By continuing the grand bipartisan tradition of taxing and spending, Bush has already destroyed any lingering doubts about his devotion to Big Government. But the burgeoning deficits and reckless spending embraced by Bush and his congressional toadies aren’t the biggest worry. The real problem is a pair of fatal ideas that have become orthodoxy in official Washington. The first is the conceit, entertained by big-government enthusiasts of every hue, including the current president, that any problem can be solved, or at least greatly mitigated, by the creative application of centralized state power. Ascribing to the federal government near-messianic attributes, President Bush assured Congress in his address that the federal government has the power to give us “healthy forests” (whatever that means), clear our skies, shower on our senior citizenry still more medical benefits, cure drug addiction, and even, by subsidizing religion and philanthropy, “transform America, one heart and soul at a time.”
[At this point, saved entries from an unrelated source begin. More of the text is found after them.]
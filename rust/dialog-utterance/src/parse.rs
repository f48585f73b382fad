//! The parse stage: compile the grown grammar, parse, extract constituents.
//!
//! Nothing in here fails. A grammar that does not compile, a word the
//! grammar cannot reach or a search that runs out of budget all become
//! [`ParseOutcome::Failed`], which reads as an empty forest downstream.

use dialog_grammar::{Grammar, ParseLimits, RecursiveDescentParser, Tree};
use tracing::debug;

use crate::constituent::{ConstituentMap, extract_constituents};

#[derive(Debug, Clone, PartialEq, Eq)]
pub enum ParseOutcome {
    /// The search completed. `forest` may still be empty.
    Parsed {
        forest: Vec<Tree>,
        constituents: ConstituentMap,
    },
    Failed {
        reason: String,
    },
}

impl ParseOutcome {
    pub fn is_failed(&self) -> bool {
        matches!(self, ParseOutcome::Failed { .. })
    }

    /// Forest and constituents, both empty for a failed parse.
    pub fn into_parts(self) -> (Vec<Tree>, ConstituentMap) {
        match self {
            ParseOutcome::Parsed { forest, constituents } => (forest, constituents),
            ParseOutcome::Failed { .. } => (Vec::new(), ConstituentMap::new()),
        }
    }
}

/// Parse `tokens` with the grammar in `grammar_text`.
///
/// A `?` ending the last token is removed in place before parsing, so the
/// caller's tokens match the words the grammar was extended with.
pub fn parse_tokens(tokens: &mut [String], grammar_text: &str, limits: ParseLimits) -> ParseOutcome {
    if let Some(last) = tokens.last_mut() {
        if let Some(stripped) = last.strip_suffix('?') {
            *last = stripped.to_string();
        }
    }

    let grammar = match Grammar::compile(grammar_text) {
        Ok(grammar) => grammar,
        Err(error) => {
            debug!(%error, "grammar does not compile");
            return ParseOutcome::Failed {
                reason: error.to_string(),
            };
        }
    };

    let parser = RecursiveDescentParser::new(&grammar).with_limits(limits);
    match parser.parse(tokens) {
        Ok(forest) => {
            match forest.len() {
                0 => debug!(?tokens, "no parse"),
                1 => {}
                count => debug!(count, "ambiguity in grammar, keeping the first tree"),
            }
            let constituents = extract_constituents(&forest);
            ParseOutcome::Parsed { forest, constituents }
        }
        Err(error) => {
            debug!(%error, ?tokens, "parse failed");
            ParseOutcome::Failed {
                reason: error.to_string(),
            }
        }
    }
}

#[cfg(test)]
mod tests {
    use super::*;
    use pretty_assertions::assert_eq;

    const GRAMMAR: &str = "\
S -> NP VP
NP -> NNP | NNS
VP -> VBZ NP
NNP -> 'Thomas'
VBZ -> 'likes'
NNS -> 'dogs'
";

    fn tokens(words: &[&str]) -> Vec<String> {
        words.iter().map(|word| word.to_string()).collect()
    }

    #[test]
    fn parsed_sentence_has_constituents() {
        let mut words = tokens(&["Thomas", "likes", "dogs"]);
        let (forest, constituents) = parse_tokens(&mut words, GRAMMAR, ParseLimits::default()).into_parts();

        assert_eq!(forest.len(), 1);
        let raws: Vec<&str> = constituents.values().map(|c| c.raw.as_str()).collect();
        assert_eq!(raws, vec!["Thomas", "likes", "dogs"]);
    }

    #[test]
    fn trailing_question_mark_is_stripped_in_place() {
        let mut words = tokens(&["Thomas", "likes", "dogs?"]);
        let outcome = parse_tokens(&mut words, GRAMMAR, ParseLimits::default());
        assert!(!outcome.is_failed());
        assert_eq!(words, tokens(&["Thomas", "likes", "dogs"]));
    }

    #[test]
    fn malformed_grammar_fails_softly() {
        let mut words = tokens(&["Thomas"]);
        let outcome = parse_tokens(&mut words, "S -> -> NP", ParseLimits::default());
        assert!(outcome.is_failed());
        assert_eq!(outcome.into_parts(), (Vec::new(), ConstituentMap::new()));
    }

    #[test]
    fn uncovered_word_fails_softly() {
        let mut words = tokens(&["Thomas", "likes", "cats"]);
        let outcome = parse_tokens(&mut words, GRAMMAR, ParseLimits::default());
        let ParseOutcome::Failed { reason } = outcome else {
            panic!("expected a failed parse");
        };
        assert!(reason.contains("cats"));
    }

    #[test]
    fn no_derivation_is_an_empty_parse() {
        let mut words = tokens(&["dogs", "likes", "Thomas", "Thomas"]);
        let outcome = parse_tokens(&mut words, GRAMMAR, ParseLimits::default());
        assert_eq!(
            outcome,
            ParseOutcome::Parsed {
                forest: Vec::new(),
                constituents: ConstituentMap::new()
            }
        );
    }

    #[test]
    fn exhausted_budget_fails_softly() {
        let mut words = tokens(&["Thomas", "likes", "dogs"]);
        let limits = ParseLimits::default().with_max_steps(1);
        assert!(parse_tokens(&mut words, GRAMMAR, limits).is_failed());
    }

    #[test]
    fn empty_token_sequence_is_handled() {
        let outcome = parse_tokens(&mut [], GRAMMAR, ParseLimits::default());
        assert_eq!(outcome.into_parts().0, Vec::<Tree>::new());
    }
}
Nor does Bush’s coercive compassion stop at the water’s edge. According to the president, our convictions oblige “us” — meaning our government — to go “into the world to help the afflicted, and defend the peace, and confound the designs of evil men.” Thanks largely to the “war on terrorism,” Bush has managed to commit America to a policy of permanent worldwide interventionism, even though our own country has many legitimate defensive needs — such as a secure southern border — that the federal government ought to address, but refuses to do so.

As dangerous as our leaders’ misplaced faith in Big Government may be, still more harmful is another fatal idea, the almost universal belief among members of the political set in Arbitrary — that is, lawless — Government. Long gone in Washington are most constitutional restraints on federal power. Instead, our elected leaders — including our current president — believe that benevolence, not lawfulness, is the only litmus test for good government policy. Once upon a time, the American Founders, as well as certain of their European counterparts, believed in the importance of having a “fundamental law” superior to the rulers and ruled alike. The Founders intended the Constitution to be such a fundamental law, and designed it to be both easy to interpret and difficult to change. The president, far from having the sweeping executive prerogative of a monarch, was limited to the few well-defined tasks enumerated in the Constitution. America’s political leaders, and an overwhelming majority of the citizenry, once understood this.
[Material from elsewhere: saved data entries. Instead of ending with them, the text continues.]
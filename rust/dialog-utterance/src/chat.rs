//! A conversation with one speaker.

use std::fmt;
use std::sync::Arc;

use tracing::info;
use ulid::Ulid;

use crate::context::Context;
use crate::error::Result;
use crate::hypothesis::Hypothesis;
use crate::utterance::Utterance;

/// The ordered, append-only log of a conversation's utterances.
#[derive(Debug)]
pub struct Chat {
    id: Ulid,
    speaker: String,
    context: Arc<Context>,
    utterances: Vec<Utterance>,
}

impl Chat {
    pub fn new(speaker: impl Into<String>, context: Arc<Context>) -> Self {
        let speaker = speaker.into();
        let id = Ulid::new();
        info!(%id, %speaker, "<< start of chat >>");
        Chat {
            id,
            speaker,
            context,
            utterances: Vec::new(),
        }
    }

    pub fn id(&self) -> Ulid {
        self.id
    }

    pub fn speaker(&self) -> &str {
        &self.speaker
    }

    pub fn context(&self) -> &Arc<Context> {
        &self.context
    }

    /// Utterances in the order they were added.
    pub fn utterances(&self) -> &[Utterance] {
        &self.utterances
    }

    pub fn last_utterance(&self) -> Option<&Utterance> {
        self.utterances.last()
    }

    /// Analyze the speaker's next turn and append it to the log.
    ///
    /// Nothing is appended when an error is returned.
    pub fn add_utterance(&mut self, hypotheses: Vec<Hypothesis>) -> Result<&Utterance> {
        let turn = self.utterances.len();
        let utterance = Utterance::analyze(&self.context, self.speaker.as_str(), turn, hypotheses)?;
        info!(chat = %self.id, "{utterance}");

        self.utterances.push(utterance);
        Ok(&self.utterances[turn])
    }
}

impl fmt::Display for Chat {
    fn fmt(&self, f: &mut fmt::Formatter<'_>) -> fmt::Result {
        for utterance in &self.utterances {
            writeln!(f, "{utterance}")?;
        }
        Ok(())
    }
}

#[cfg(test)]
mod tests {
    use super::*;
    use crate::config::AnalyzerConfig;
    use crate::error::UtteranceError;

    fn chat() -> Chat {
        let context = Context::new(AnalyzerConfig::default()).unwrap();
        Chat::new("Lenka", Arc::new(context))
    }

    #[test]
    fn turns_follow_insertion_order() {
        let mut chat = chat();
        chat.add_utterance(vec![Hypothesis::new("I like dogs", 0.8)]).unwrap();
        chat.add_utterance(vec![Hypothesis::new("Thomas likes cats", 0.8)]).unwrap();

        for (index, utterance) in chat.utterances().iter().enumerate() {
            assert_eq!(utterance.turn(), index);
            assert_eq!(utterance.speaker(), "Lenka");
        }
        assert_eq!(chat.last_utterance().map(Utterance::transcript), Some("Thomas likes cats"));
    }

    #[test]
    fn rejected_input_appends_nothing() {
        let mut chat = chat();
        let error = chat.add_utterance(Vec::new()).unwrap_err();
        assert!(matches!(error, UtteranceError::NoHypotheses));
        assert!(chat.utterances().is_empty());
        assert!(chat.last_utterance().is_none());
    }

    #[test]
    fn chats_have_distinct_ids() {
        let context = Arc::new(Context::new(AnalyzerConfig::default()).unwrap());
        let first = Chat::new("Lenka", context.clone());
        let second = Chat::new("Lenka", context);
        assert_ne!(first.id(), second.id());
    }

    #[test]
    fn display_lists_turns() {
        let mut chat = chat();
        chat.add_utterance(vec![Hypothesis::new("I like dogs", 0.8)]).unwrap();
        assert_eq!(chat.to_string(), "     Lenka (  0): \"I like dogs\"\n");
    }
}
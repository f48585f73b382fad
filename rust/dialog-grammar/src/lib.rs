//! # dialog-grammar
//!
//! Context-free grammar machinery for utterance parsing: a compiler for
//! grammar text, an append-only store of lexical rules that grows as new
//! words are seen, and an exhaustive recursive-descent parser with explicit
//! resource bounds.
//!
//! ## Grammar text
//!
//! ```text
//! S -> NP VP
//! NP -> NNP | DT NN
//! VP -> VBZ | VBZ NP
//! NNP -> 'Thomas'
//! ```
//!
//! Nonterminals are bare names, terminals are quoted words, `|` separates
//! alternatives and the first left-hand side is the start symbol.
//!
//! ## Example
//!
//! ```
//! use dialog_grammar::{Grammar, LexicalRule, RecursiveDescentParser, RuleStore};
//!
//! let mut store = RuleStore::new("S -> NP VP\nNP -> NNP | NNS\nVP -> VBZ NP");
//! store.insert(LexicalRule::new("NNP", "Thomas"));
//! store.insert(LexicalRule::new("VBZ", "likes"));
//! store.insert(LexicalRule::new("NNS", "dogs"));
//!
//! let grammar = Grammar::compile(&store.text()).unwrap();
//! let forest = RecursiveDescentParser::new(&grammar)
//!     .parse(&["Thomas", "likes", "dogs"])
//!     .unwrap();
//!
//! assert_eq!(forest.len(), 1);
//! assert_eq!(
//!     forest[0].to_string(),
//!     "(S (NP (NNP Thomas)) (VP (VBZ likes) (NP (NNS dogs))))"
//! );
//! ```

pub mod error;
pub mod grammar;
pub mod parser;
pub mod store;
pub mod tokenizer;
pub mod tree;

pub use error::{GrammarError, ParseError};
pub use grammar::{Grammar, Production, Symbol};
pub use parser::{ParseLimits, RecursiveDescentParser};
pub use store::{LexicalRule, RuleStore};
pub use tree::{Node, Tree};
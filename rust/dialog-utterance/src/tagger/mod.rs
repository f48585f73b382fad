//! Part-of-speech tagging.
//!
//! Two independent taggers label every token: the primary sequence drives
//! grammar extension, the alternative one cross-checks it and resolves the
//! `'s` clitic during normalization. Disagreements are logged but left
//! alone. A couple of fixed overrides patch errors the primary tagger is
//! known to make on conversational input.
//!
//! Any backend can be plugged in through [`PosTagger`]. The crate ships a
//! lexicon-driven [`LexiconTagger`] and a context-sensitive
//! [`HeuristicTagger`].

mod heuristic;
mod lexicon;

use std::sync::Arc;

use tracing::debug;

pub use heuristic::HeuristicTagger;
pub use lexicon::LexiconTagger;

use crate::error::TaggerError;

/// A part-of-speech tagger producing one Penn Treebank tag per token.
pub trait PosTagger: Send + Sync {
    /// Name used in logs and errors.
    fn name(&self) -> &str;

    fn tag(&self, tokens: &[String]) -> Result<Vec<String>, TaggerError>;
}

/// Tags from both taggers, aligned with the input tokens.
#[derive(Debug, Clone, PartialEq, Eq)]
pub struct TagPair {
    pub primary: Vec<String>,
    pub alternative: Vec<String>,
}

#[derive(Clone)]
pub struct TaggerAdapter {
    primary: Arc<dyn PosTagger>,
    alternative: Arc<dyn PosTagger>,
}

impl std::fmt::Debug for TaggerAdapter {
    fn fmt(&self, f: &mut std::fmt::Formatter<'_>) -> std::fmt::Result {
        f.debug_struct("TaggerAdapter")
            .field("primary", &self.primary.name())
            .field("alternative", &self.alternative.name())
            .finish()
    }
}

impl TaggerAdapter {
    pub fn new(primary: Arc<dyn PosTagger>, alternative: Arc<dyn PosTagger>) -> Self {
        TaggerAdapter { primary, alternative }
    }

    pub fn primary(&self) -> &dyn PosTagger {
        self.primary.as_ref()
    }

    pub fn alternative(&self) -> &dyn PosTagger {
        self.alternative.as_ref()
    }

    /// Tag `tokens` with both taggers and apply the primary overrides.
    pub fn tag(&self, tokens: &[String]) -> Result<TagPair, TaggerError> {
        let mut primary = aligned(self.primary(), tokens)?;
        let alternative = aligned(self.alternative(), tokens)?;

        if primary != alternative {
            debug!(?tokens, ?primary, ?alternative, "taggers disagree");
        }

        apply_overrides(tokens, &mut primary);
        Ok(TagPair { primary, alternative })
    }
}

fn aligned(tagger: &dyn PosTagger, tokens: &[String]) -> Result<Vec<String>, TaggerError> {
    let tags = tagger.tag(tokens)?;
    if tags.len() != tokens.len() {
        return Err(TaggerError::Misaligned {
            tagger: tagger.name().to_string(),
            tokens: tokens.len(),
            tags: tags.len(),
        });
    }
    Ok(tags)
}

/// Known mistakes of taggers trained on written text: `like` read as a
/// preposition, and sentence-initial `Does` read as a noun.
fn apply_overrides(tokens: &[String], tags: &mut [String]) {
    for (token, tag) in tokens.iter().zip(tags.iter_mut()) {
        if token == "like" {
            *tag = "VB".to_string();
        }
    }
    if tokens.first().is_some_and(|token| token == "Does") {
        if let Some(first) = tags.first_mut() {
            *first = "VBD".to_string();
        }
    }
}

/// Guess a tag from the shape of an unknown word.
pub(crate) fn guess_tag(word: &str) -> &'static str {
    let lower = word.to_lowercase();
    let long = |min: usize| lower.chars().count() > min;

    if word.is_empty() || !word.chars().any(char::is_alphanumeric) {
        "."
    } else if word.chars().all(|c| c.is_ascii_digit() || c == '.' || c == ',') {
        "CD"
    } else if word.chars().next().is_some_and(char::is_uppercase) {
        "NNP"
    } else if lower.ends_with("ing") && long(4) {
        "VBG"
    } else if lower.ends_with("ed") && long(3) {
        "VBD"
    } else if lower.ends_with("ly") && long(3) {
        "RB"
    } else if ["ous", "ful", "ive", "able", "ible", "less", "ic", "al"]
        .iter()
        .any(|suffix| lower.ends_with(suffix))
        && long(3)
    {
        "JJ"
    } else if lower.ends_with('s') && !["ss", "us", "is"].iter().any(|suffix| lower.ends_with(suffix)) && long(2)
    {
        "NNS"
    } else {
        "NN"
    }
}

/// Strip the punctuation speech transcripts attach to the last word.
pub(crate) fn lookup_form(token: &str) -> &str {
    let trimmed = token.trim_end_matches(['?', '!', '.', ',']);
    if trimmed.is_empty() { token } else { trimmed }
}

#[cfg(test)]
mod tests {
    use super::*;
    use pretty_assertions::assert_eq;

    struct Constant(&'static str);

    impl PosTagger for Constant {
        fn name(&self) -> &str {
            "constant"
        }

        fn tag(&self, tokens: &[String]) -> Result<Vec<String>, TaggerError> {
            Ok(vec![self.0.to_string(); tokens.len()])
        }
    }

    struct Short;

    impl PosTagger for Short {
        fn name(&self) -> &str {
            "short"
        }

        fn tag(&self, _tokens: &[String]) -> Result<Vec<String>, TaggerError> {
            Ok(vec!["NN".to_string()])
        }
    }

    fn tokens(words: &[&str]) -> Vec<String> {
        words.iter().map(|word| word.to_string()).collect()
    }

    fn adapter(primary: impl PosTagger + 'static, alternative: impl PosTagger + 'static) -> TaggerAdapter {
        TaggerAdapter::new(Arc::new(primary), Arc::new(alternative))
    }

    #[test]
    fn overrides_touch_only_the_primary_sequence() {
        let adapter = adapter(Constant("NN"), Constant("NN"));
        let pair = adapter.tag(&tokens(&["Does", "she", "like", "it"])).unwrap();
        assert_eq!(pair.primary, vec!["VBD", "NN", "VB", "NN"]);
        assert_eq!(pair.alternative, vec!["NN"; 4]);
    }

    #[test]
    fn lowercase_does_is_not_overridden() {
        let adapter = adapter(Constant("VBZ"), Constant("VBZ"));
        let pair = adapter.tag(&tokens(&["does", "it"])).unwrap();
        assert_eq!(pair.primary, vec!["VBZ", "VBZ"]);
    }

    #[test]
    fn misaligned_output_is_an_error() {
        let adapter = adapter(Constant("NN"), Short);
        let error = adapter.tag(&tokens(&["two", "words"])).unwrap_err();
        assert_eq!(
            error,
            TaggerError::Misaligned {
                tagger: "short".into(),
                tokens: 2,
                tags: 1
            }
        );
    }

    #[test]
    fn empty_input_tags_to_nothing() {
        let adapter = adapter(Constant("NN"), Constant("NN"));
        let pair = adapter.tag(&[]).unwrap();
        assert!(pair.primary.is_empty() && pair.alternative.is_empty());
    }

    #[test]
    fn guesses_follow_word_shape() {
        assert_eq!(guess_tag("Amsterdam"), "NNP");
        assert_eq!(guess_tag("42"), "CD");
        assert_eq!(guess_tag("running"), "VBG");
        assert_eq!(guess_tag("walked"), "VBD");
        assert_eq!(guess_tag("quickly"), "RB");
        assert_eq!(guess_tag("wonderful"), "JJ");
        assert_eq!(guess_tag("apples"), "NNS");
        assert_eq!(guess_tag("glass"), "NN");
        assert_eq!(guess_tag("apple"), "NN");
        assert_eq!(guess_tag("?"), ".");
    }

    #[test]
    fn lookup_form_drops_trailing_punctuation() {
        assert_eq!(lookup_form("dogs?"), "dogs");
        assert_eq!(lookup_form("well,"), "well");
        assert_eq!(lookup_form("?"), "?");
    }
}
But no more. Like his recent predecessors, President Bush is poised and eager to apply the power of the federal government anywhere he deems necessary, from intrusive new powers of surveillance over America’s citizenry to foreign aid for AIDS-stricken African nations, regardless of constitutional restraints. His myrmidons in Congress quibble over policy details, but they too favor arbitrary, lawless government in principle.

Consider, as just one example of President Bush’s disregard for the Constitution, his comment on presidential war powers near the end of his address: “Sending Americans into battle,” Bush intoned, “is the most profound decision a President can make.” Since when has the “decision” to go to war become a presidential prerogative? Congress is given the power to declare war in Article 1, section 8, whereas the president, in Article 2, section 2, is empowered only to be the commander in chief of the military “when called into actual service of the United States.”

Irrespective of Mr. Bush’s merits as a person, he must be held accountable for his professional conduct as long as he occupies the Oval Office. His pleasant demeanor and engaging style cannot compensate for his ignorance both of constitutional limits on presidential power and of the principles of freedom and limited government. Until Americans begin to hold their leaders accountable for such deficiencies, however, the twin dogmas of Big and Arbitrary Government will continue to determine federal policymaking — no matter which party controls Congress and the White House.